Zobacz pełną wersję : Pomoc w zakupie - Canon 6d +...?



flex
08-03-2016, 12:26
Witam szanownych użytkowników. Na forum jestem, a właściwie "bywam" od dłuższego czasu. Śledziłem z wypiekami prace publikowane przez wielu z Was i wielokrotnie korzystałem "cichaczem" z Waszych porad i doświadczenia. Z tego miejsca - dziękuję :)

Jestem amatorem fotografii - do tej pory używałem głównie Canona 30D w połączeniu z 50mm f/1.8. W plecaku mam jeszcze 18-55 is ii oraz manualny "rybi głaz" czyli ruskie rybie oko. Ten ostatni używam zdecydowanie najbardziej sporadycznie, do zabawy.

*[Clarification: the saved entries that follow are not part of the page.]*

//! Store error types.
//!
//! All store subsystems surface errors through [`StoreError`], the single
//! error type returned by every public API in this crate.

use std::path::PathBuf;

/// Unified error type for the pfw store.
#[derive(Debug, thiserror::Error)]
pub enum StoreError {
    // -- Filesystem errors --------------------------------------------------
    /// The file or directory does not exist.
    #[error("no such file or directory: {}", path.display())]
    NotFound { path: PathBuf },

    /// A write targeted a directory that has not been created.
    #[error("directory not found: {}", path.display())]
    DirectoryNotFound { path: PathBuf },

    /// An exclusive create found an existing entry.
    #[error("already exists: {}", path.display())]
    AlreadyExists { path: PathBuf },

    /// An underlying I/O operation failed.
    #[error("io error at {}: {source}", path.display())]
    Io {
        path: PathBuf,
        #[source]
        source: std::io::Error,
    },

    /// The user's home directory could not be determined.
    #[error("unable to determine the home directory")]
    HomeDirUnavailable,

    // -- Archive errors -----------------------------------------------------
    /// The archive could not be decoded.
    #[error("invalid archive: {reason}")]
    InvalidArchive { reason: String },

    /// An archive entry would land outside the extraction root.
    #[error("unsafe archive entry `{entry}`: {reason}")]
    UnsafeEntry { entry: String, reason: String },

    // -- Session errors -----------------------------------------------------
    /// Refused to persist an empty credential.
    #[error("refusing to save an empty token")]
    EmptyToken,

    /// Refused to persist a credential with leading or trailing whitespace.
    #[error("refusing to save a token with surrounding whitespace")]
    MalformedToken,

    /// No credential has been persisted.
    #[error("not logged in: no token at {}", path.display())]
    NotLoggedIn { path: PathBuf },
}

impl StoreError {
    /// Wrap an [`std::io::Error`] with the path it concerns.
    ///
    /// `NotFound` and `AlreadyExists` kinds are mapped onto their typed
    /// variants so callers can match on them without inspecting the source.
    pub fn io(path: impl Into<PathBuf>, source: std::io::Error) -> Self {
        let path = path.into();
        match source.kind() {
            std::io::ErrorKind::NotFound => Self::NotFound { path },
            std::io::ErrorKind::AlreadyExists => Self::AlreadyExists { path },
            _ => Self::Io { path, source },
        }
    }

    /// Whether this error is an archive decoding or validation failure.
    pub fn is_archive_error(&self) -> bool {
        matches!(self, Self::InvalidArchive { .. } | Self::UnsafeEntry { .. })
    }
}

/// Convenience alias used throughout this crate.
pub type Result<T> = std::result::Result<T, StoreError>;

// ---------------------------------------------------------------------------
// Tests
// ---------------------------------------------------------------------------

#[cfg(test)]
mod tests {
    use super::*;

    #[test]
    fn io_maps_not_found() {
        let err = StoreError::io(
            "/tmp/missing",
            std::io::Error::from(std::io::ErrorKind::NotFound),
        );
        assert!(matches!(err, StoreError::NotFound { .. }));
        assert_eq!(err.to_string(), "no such file or directory: /tmp/missing");
    }

    #[test]
    fn io_keeps_other_kinds() {
        let err = StoreError::io(
            "/tmp/x",
            std::io::Error::from(std::io::ErrorKind::PermissionDenied),
        );
        assert!(matches!(err, StoreError::Io { .. }));
    }

    #[test]
    fn archive_errors_are_classified() {
        let err = StoreError::UnsafeEntry {
            entry: "../evil".into(),
            reason: "parent directory segment".into(),
        };
        assert!(err.is_archive_error());
        assert!(!StoreError::EmptyToken.is_archive_error());
    }

    #[test]
    fn error_is_send_sync() {
        fn assert_send_sync<T: Send + Sync>() {}
        assert_send_sync::<StoreError>();
    }
}
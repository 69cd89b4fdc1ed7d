//! The seam between the login flow and whatever produces the token.

use std::sync::Mutex;

use async_trait::async_trait;
use url::Url;

use crate::error::{AuthError, Result};

/// A source of a login token delivered through a browser redirect.
///
/// [`crate::CallbackServer`] is the production implementation.
#[async_trait]
pub trait Authenticator: Send + Sync {
    /// Begin listening and return the URL the browser should be sent back to.
    async fn start(&self) -> Result<Url>;

    /// Wait for the redirect and return the token it carried.
    async fn wait_for_token(&self) -> Result<String>;
}

/// Test double that answers immediately with a canned outcome.
pub struct StaticAuthenticator {
    redirect: Url,
    outcome: Mutex<Option<std::result::Result<String, String>>>,
}

impl StaticAuthenticator {
    /// Deliver `token` on the first wait.
    pub fn new(redirect: Url, token: impl Into<String>) -> Self {
        Self {
            redirect,
            outcome: Mutex::new(Some(Ok(token.into()))),
        }
    }

    /// Fail the first wait with [`AuthError::Validation`].
    pub fn failing(redirect: Url, reason: impl Into<String>) -> Self {
        Self {
            redirect,
            outcome: Mutex::new(Some(Err(reason.into()))),
        }
    }
}

#[async_trait]
impl Authenticator for StaticAuthenticator {
    async fn start(&self) -> Result<Url> {
        Ok(self.redirect.clone())
    }

    async fn wait_for_token(&self) -> Result<String> {
        let outcome = self
            .outcome
            .lock()
            .unwrap_or_else(|p| p.into_inner())
            .take()
            .ok_or(AuthError::NotStarted)?;
        outcome.map_err(|reason| AuthError::Validation { reason })
    }
}
//! Core types for the skills subsystem.

use std::fmt;
use std::path::{Path, PathBuf};

/// Directory name the skills are installed under, inside a tool's skills
/// directory.
pub const INSTALL_DIR_NAME: &str = "the-point-free-way";

/// An AI coding tool that skills can be installed for.
#[derive(Debug, Clone, Copy, PartialEq, Eq, Hash)]
pub enum Tool {
    Codex,
    Claude,
}

impl Tool {
    pub const ALL: [Tool; 2] = [Tool::Codex, Tool::Claude];

    pub fn as_str(self) -> &'static str {
        match self {
            Self::Codex => "codex",
            Self::Claude => "claude",
        }
    }

    /// `<home>/.<tool>/skills/the-point-free-way`.
    pub fn install_dir(self, home: &Path) -> PathBuf {
        home.join(format!(".{}", self.as_str()))
            .join("skills")
            .join(INSTALL_DIR_NAME)
    }
}

impl fmt::Display for Tool {
    fn fmt(&self, f: &mut fmt::Formatter<'_>) -> fmt::Result {
        f.write_str(self.as_str())
    }
}

#[cfg(test)]
mod tests {
    use super::*;

    #[test]
    fn install_dir_is_hidden_tool_dir() {
        assert_eq!(
            Tool::Codex.install_dir(Path::new("/Users/blob")),
            PathBuf::from("/Users/blob/.codex/skills/the-point-free-way")
        );
        assert_eq!(
            Tool::Claude.install_dir(Path::new("/Users/blob")),
            PathBuf::from("/Users/blob/.claude/skills/the-point-free-way")
        );
    }

    #[test]
    fn display_matches_cli_name() {
        assert_eq!(Tool::Codex.to_string(), "codex");
        assert_eq!(Tool::Claude.to_string(), "claude");
        assert_eq!(Tool::ALL, [Tool::Codex, Tool::Claude]);
    }
}
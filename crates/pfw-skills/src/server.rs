//! Remote skill source: the server endpoint that hands out the skills
//! archive to logged-in users.

use std::collections::VecDeque;
use std::sync::Mutex;
use std::time::Duration;

use async_trait::async_trait;
use reqwest::StatusCode;
use url::Url;
use uuid::Uuid;

use crate::error::{Result, SkillError};

/// Path of the download endpoint, relative to the site root.
const DOWNLOAD_PATH: &str = "account/the-way/download";

/// Default request timeout.
pub const DEFAULT_HTTP_TIMEOUT: Duration = Duration::from_secs(60);

/// Source of the skills archive.
#[async_trait]
pub trait SkillServer: Send + Sync {
    /// Fetch the archive for `token`, tagged with the machine identifier and
    /// the local username.
    async fn download_skills(&self, token: &str, machine: Uuid, whoami: &str) -> Result<Vec<u8>>;
}

// ---------------------------------------------------------------------------
// HTTP implementation
// ---------------------------------------------------------------------------

/// [`SkillServer`] talking to the website over HTTPS.
pub struct HttpSkillServer {
    base_url: Url,
    http: reqwest::Client,
}

impl HttpSkillServer {
    pub fn new(base_url: Url, timeout: Duration) -> Self {
        Self {
            base_url,
            http: reqwest::Client::builder()
                .user_agent(concat!("pfw/", env!("CARGO_PKG_VERSION")))
                .timeout(timeout)
                .build()
                .unwrap_or_default(),
        }
    }

    /// `<base>/account/the-way/download?token=…&machine=…&whoami=…`.
    pub fn download_url(&self, token: &str, machine: Uuid, whoami: &str) -> Result<Url> {
        let mut base = self.base_url.clone();
        if !base.path().ends_with('/') {
            let path = format!("{}/", base.path());
            base.set_path(&path);
        }

        let mut url = base
            .join(DOWNLOAD_PATH)
            .map_err(|e| SkillError::DownloadFailed {
                reason: format!("invalid base url: {e}"),
            })?;
        url.query_pairs_mut()
            .clear()
            .append_pair("token", token)
            .append_pair("machine", &machine.to_string())
            .append_pair("whoami", whoami);
        Ok(url)
    }
}

#[async_trait]
impl SkillServer for HttpSkillServer {
    async fn download_skills(&self, token: &str, machine: Uuid, whoami: &str) -> Result<Vec<u8>> {
        let url = self.download_url(token, machine, whoami)?;
        // The query carries the token; log the endpoint only.
        tracing::debug!(endpoint = %url.path(), machine = %machine, "downloading skills");

        let response = self
            .http
            .get(url)
            .send()
            .await
            .map_err(classify_send_error)?;

        let status = response.status();
        tracing::debug!(status = %status, "download response");

        if status.is_success() {
            let bytes = response
                .bytes()
                .await
                .map_err(|_| SkillError::InvalidResponse)?;
            return Ok(bytes.to_vec());
        }

        let message = response
            .text()
            .await
            .ok()
            .map(|text| text.trim().to_owned())
            .filter(|text| !text.is_empty());

        match status {
            StatusCode::UNAUTHORIZED | StatusCode::FORBIDDEN => {
                Err(SkillError::NotLoggedIn { message })
            }
            _ => Err(SkillError::Server { message }),
        }
    }
}

/// Failing to reach the server is a download failure; anything the server
/// said that was not usable HTTP is an invalid response.
fn classify_send_error(e: reqwest::Error) -> SkillError {
    if e.is_connect() || e.is_timeout() || e.is_builder() {
        // The URL carries the token.
        SkillError::DownloadFailed {
            reason: e.without_url().to_string(),
        }
    } else {
        tracing::debug!(error = %e.without_url(), "unusable response from server");
        SkillError::InvalidResponse
    }
}

// ---------------------------------------------------------------------------
// In-memory implementation
// ---------------------------------------------------------------------------

/// A request seen by [`InMemorySkillServer`].
#[derive(Debug, Clone, PartialEq, Eq)]
pub struct DownloadRequest {
    pub token: String,
    pub machine: Uuid,
    pub whoami: String,
}

/// Replays queued results in order, then fails with
/// [`SkillError::InvalidResponse`].
#[derive(Default)]
pub struct InMemorySkillServer {
    results: Mutex<VecDeque<Result<Vec<u8>>>>,
    requests: Mutex<Vec<DownloadRequest>>,
}

impl InMemorySkillServer {
    pub fn new(results: impl IntoIterator<Item = Result<Vec<u8>>>) -> Self {
        Self {
            results: Mutex::new(results.into_iter().collect()),
            requests: Mutex::new(Vec::new()),
        }
    }

    /// Serve `archive` once.
    pub fn with_archive(archive: Vec<u8>) -> Self {
        Self::new([Ok(archive)])
    }

    pub fn requests(&self) -> Vec<DownloadRequest> {
        self.requests
            .lock()
            .unwrap_or_else(|p| p.into_inner())
            .clone()
    }
}

#[async_trait]
impl SkillServer for InMemorySkillServer {
    async fn download_skills(&self, token: &str, machine: Uuid, whoami: &str) -> Result<Vec<u8>> {
        self.requests
            .lock()
            .unwrap_or_else(|p| p.into_inner())
            .push(DownloadRequest {
                token: token.to_owned(),
                machine,
                whoami: whoami.to_owned(),
            });

        self.results
            .lock()
            .unwrap_or_else(|p| p.into_inner())
            .pop_front()
            .unwrap_or(Err(SkillError::InvalidResponse))
    }
}

// ---------------------------------------------------------------------------
// Tests
// ---------------------------------------------------------------------------
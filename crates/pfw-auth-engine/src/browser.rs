//! Launching the user's browser.

use std::process::{Command, Stdio};
use std::sync::Mutex;

use url::Url;

use crate::error::{AuthError, Result};

/// Opens a URL for the user.
pub trait BrowserOpener: Send + Sync {
    fn open(&self, url: &Url) -> Result<()>;
}

/// Hands the URL to the platform's default browser.
#[derive(Debug, Default, Clone, Copy)]
pub struct SystemBrowser;

impl SystemBrowser {
    fn command(url: &Url) -> Command {
        #[cfg(target_os = "macos")]
        {
            let mut cmd = Command::new("open");
            cmd.arg(url.as_str());
            cmd
        }
        #[cfg(target_os = "windows")]
        {
            // `start` is a cmd builtin; the empty string is the window title.
            let mut cmd = Command::new("cmd");
            cmd.args(["/C", "start", ""]).arg(url.as_str());
            cmd
        }
        #[cfg(not(any(target_os = "macos", target_os = "windows")))]
        {
            let mut cmd = Command::new("xdg-open");
            cmd.arg(url.as_str());
            cmd
        }
    }
}

impl BrowserOpener for SystemBrowser {
    fn open(&self, url: &Url) -> Result<()> {
        Self::command(url)
            .stdin(Stdio::null())
            .stdout(Stdio::null())
            .stderr(Stdio::null())
            .spawn()
            .map(|_| ())
            .map_err(|e| AuthError::Browser {
                reason: e.to_string(),
            })
    }
}

/// Records every URL instead of opening it.
#[derive(Debug, Default)]
pub struct RecordingBrowser {
    opened: Mutex<Vec<Url>>,
}

impl RecordingBrowser {
    pub fn new() -> Self {
        Self::default()
    }

    pub fn opened(&self) -> Vec<Url> {
        self.opened
            .lock()
            .unwrap_or_else(|p| p.into_inner())
            .clone()
    }
}

impl BrowserOpener for RecordingBrowser {
    fn open(&self, url: &Url) -> Result<()> {
        self.opened
            .lock()
            .unwrap_or_else(|p| p.into_inner())
            .push(url.clone());
        Ok(())
    }
}
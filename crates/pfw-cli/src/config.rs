//! Configuration loading.
//!
//! Sources, lowest precedence first:
//!
//! 1. Built-in defaults.
//! 2. A TOML file: `$PFW_CONFIG`, else `<config dir>/pfw/config.toml`.
//! 3. Environment: `PFW_BASE_URL`, `PFW_HOME`, `PFW_CALLBACK_TIMEOUT_SECS`.
//!
//! ```toml
//! base_url = "https://www.pointfree.co"
//! home = "/Users/blob"
//! callback_startup_timeout_secs = 10
//! callback_timeout_secs = 120
//! http_timeout_secs = 60
//! ```

use std::path::{Path, PathBuf};
use std::time::Duration;

use serde::Deserialize;
use url::Url;

use crate::error::{CliError, Result};

pub const DEFAULT_BASE_URL: &str = "https://www.pointfree.co";

pub const CONFIG_ENV: &str = "PFW_CONFIG";
pub const BASE_URL_ENV: &str = "PFW_BASE_URL";
pub const CALLBACK_TIMEOUT_ENV: &str = "PFW_CALLBACK_TIMEOUT_SECS";

/// Resolved configuration for one invocation.
#[derive(Debug, Clone, PartialEq, Eq)]
pub struct Config {
    /// Website root; login and download URLs are built below it.
    pub base_url: Url,
    /// Home directory override. `None` means the platform home.
    pub home: Option<PathBuf>,
    pub callback_startup_timeout: Duration,
    pub callback_timeout: Duration,
    pub http_timeout: Duration,
}

/// On-disk shape of the config file. Every key is optional.
#[derive(Debug, Default, Deserialize)]
#[serde(deny_unknown_fields)]
struct FileConfig {
    base_url: Option<String>,
    home: Option<PathBuf>,
    callback_startup_timeout_secs: Option<u64>,
    callback_timeout_secs: Option<u64>,
    http_timeout_secs: Option<u64>,
}

impl Config {
    /// Load from the process environment and the config file it points at.
    pub fn load() -> Result<Self> {
        let env = |key: &str| std::env::var(key).ok().filter(|v| !v.is_empty());

        let contents = match config_file(env(CONFIG_ENV), dirs::config_dir()) {
            Some((path, explicit)) => read_config_file(&path, explicit)?,
            None => None,
        };

        Self::from_sources(contents.as_deref(), env)
    }

    /// Merge defaults, the config file contents, and environment lookups.
    pub fn from_sources(file: Option<&str>, env: impl Fn(&str) -> Option<String>) -> Result<Self> {
        let file: FileConfig = match file {
            Some(text) => toml::from_str(text).map_err(|e| CliError::Config {
                reason: format!("failed to parse config file: {e}"),
            })?,
            None => FileConfig::default(),
        };

        let base_url = env(BASE_URL_ENV)
            .or(file.base_url)
            .unwrap_or_else(|| DEFAULT_BASE_URL.to_owned());

        let mut config = Self {
            base_url: parse_base_url(&base_url)?,
            home: env(pfw_store::HOME_ENV).map(PathBuf::from).or(file.home),
            callback_startup_timeout: pfw_auth_engine::DEFAULT_STARTUP_TIMEOUT,
            callback_timeout: pfw_auth_engine::DEFAULT_WAIT_TIMEOUT,
            http_timeout: pfw_skills::DEFAULT_HTTP_TIMEOUT,
        };

        if let Some(secs) = file.callback_startup_timeout_secs {
            config.callback_startup_timeout = seconds("callback_startup_timeout_secs", secs)?;
        }
        let callback_secs = match env(CALLBACK_TIMEOUT_ENV) {
            Some(raw) => Some(raw.trim().parse::<u64>().map_err(|_| CliError::Config {
                reason: format!("{CALLBACK_TIMEOUT_ENV} must be a whole number of seconds, got `{raw}`"),
            })?),
            None => file.callback_timeout_secs,
        };
        if let Some(secs) = callback_secs {
            config.callback_timeout = seconds("callback_timeout_secs", secs)?;
        }
        if let Some(secs) = file.http_timeout_secs {
            config.http_timeout = seconds("http_timeout_secs", secs)?;
        }

        Ok(config)
    }
}

/// Which file to read, and whether the user asked for it explicitly.
fn config_file(explicit: Option<String>, config_dir: Option<PathBuf>) -> Option<(PathBuf, bool)> {
    match explicit {
        Some(path) => Some((PathBuf::from(path), true)),
        None => config_dir.map(|dir| (dir.join("pfw").join("config.toml"), false)),
    }
}

/// A missing default file is fine; a missing explicit one is not.
fn read_config_file(path: &Path, explicit: bool) -> Result<Option<String>> {
    match std::fs::read_to_string(path) {
        Ok(text) => {
            tracing::debug!(path = %path.display(), "configuration file loaded");
            Ok(Some(text))
        }
        Err(e) if e.kind() == std::io::ErrorKind::NotFound && !explicit => Ok(None),
        Err(e) => Err(CliError::Config {
            reason: format!("failed to read `{}`: {e}", path.display()),
        }),
    }
}

fn parse_base_url(raw: &str) -> Result<Url> {
    let url = Url::parse(raw.trim()).map_err(|e| CliError::Config {
        reason: format!("base_url `{raw}` is not a valid URL: {e}"),
    })?;
    if !matches!(url.scheme(), "http" | "https") {
        return Err(CliError::Config {
            reason: format!("base_url `{raw}` must use http or https"),
        });
    }
    Ok(url)
}

fn seconds(key: &str, secs: u64) -> Result<Duration> {
    if secs == 0 {
        return Err(CliError::Config {
            reason: format!("{key} must be greater than zero"),
        });
    }
    Ok(Duration::from_secs(secs))
}

// ---------------------------------------------------------------------------
// Tests
// ---------------------------------------------------------------------------

#[cfg(test)]
mod tests {
    use super::*;
    use std::collections::HashMap;

    fn env(pairs: &[(&str, &str)]) -> impl Fn(&str) -> Option<String> {
        let map: HashMap<String, String> = pairs
            .iter()
            .map(|(k, v)| (k.to_string(), v.to_string()))
            .collect();
        move |key| map.get(key).cloned()
    }

    #[test]
    fn defaults() {
        let config = Config::from_sources(None, env(&[])).unwrap();
        assert_eq!(config.base_url.as_str(), "https://www.pointfree.co/");
        assert_eq!(config.home, None);
        assert_eq!(config.callback_startup_timeout, Duration::from_secs(10));
        assert_eq!(config.callback_timeout, Duration::from_secs(120));
        assert_eq!(config.http_timeout, Duration::from_secs(60));
    }

    #[test]
    fn file_values_apply() {
        let file = r#"
            base_url = "http://localhost:8080"
            home = "/srv/blob"
            callback_timeout_secs = 30
            http_timeout_secs = 5
        "#;
        let config = Config::from_sources(Some(file), env(&[])).unwrap();
        assert_eq!(config.base_url.as_str(), "http://localhost:8080/");
        assert_eq!(config.home, Some(PathBuf::from("/srv/blob")));
        assert_eq!(config.callback_timeout, Duration::from_secs(30));
        assert_eq!(config.http_timeout, Duration::from_secs(5));
    }

    #[test]
    fn env_overrides_file() {
        let file = r#"
            base_url = "http://localhost:8080"
            home = "/srv/blob"
            callback_timeout_secs = 30
        "#;
        let config = Config::from_sources(
            Some(file),
            env(&[
                (BASE_URL_ENV, "https://staging.pointfree.co"),
                ("PFW_HOME", "/tmp/home"),
                (CALLBACK_TIMEOUT_ENV, "7"),
            ]),
        )
        .unwrap();
        assert_eq!(config.base_url.as_str(), "https://staging.pointfree.co/");
        assert_eq!(config.home, Some(PathBuf::from("/tmp/home")));
        assert_eq!(config.callback_timeout, Duration::from_secs(7));
    }

    #[test]
    fn invalid_values_are_config_errors() {
        let cases: [(Option<&str>, &[(&str, &str)]); 5] = [
            (Some("base_url = \"not a url\""), &[]),
            (Some("base_url = \"ftp://example.com\""), &[]),
            (Some("callback_timeout_secs = 0"), &[]),
            (Some("colour = \"blue\""), &[]),
            (None, &[(CALLBACK_TIMEOUT_ENV, "soon")]),
        ];
        for (file, vars) in cases {
            let err = Config::from_sources(file, env(vars)).unwrap_err();
            assert!(matches!(err, CliError::Config { .. }), "{err}");
        }
    }

    #[test]
    fn config_file_resolution() {
        assert_eq!(
            config_file(Some("/etc/pfw.toml".into()), Some(PathBuf::from("/home/blob/.config"))),
            Some((PathBuf::from("/etc/pfw.toml"), true))
        );
        assert_eq!(
            config_file(None, Some(PathBuf::from("/home/blob/.config"))),
            Some((PathBuf::from("/home/blob/.config/pfw/config.toml"), false))
        );
        assert_eq!(config_file(None, None), None);
    }

    #[test]
    fn missing_default_file_is_ignored_but_explicit_is_not() {
        let tmp = tempfile::tempdir().unwrap();
        let missing = tmp.path().join("config.toml");
        assert_eq!(read_config_file(&missing, false).unwrap(), None);
        assert!(read_config_file(&missing, true).is_err());

        std::fs::write(&missing, "http_timeout_secs = 3").unwrap();
        assert_eq!(
            read_config_file(&missing, true).unwrap().as_deref(),
            Some("http_timeout_secs = 3")
        );
    }
}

Moja partnerka startuje właśnie ze swoją działalnością, w związku z czym "przybędzie mi zleceń". Aparat będę używał głównie do fotografii produktu oraz wykonywania zdjęć na potrzeby "marketingowe" tj. do lookbooków, materiałów promocyjnych. Jeśli chodzi o budżet to jest to ok. 5-6K na aparat, 1.5K na obiektyw i 1.5K na lampę (y?).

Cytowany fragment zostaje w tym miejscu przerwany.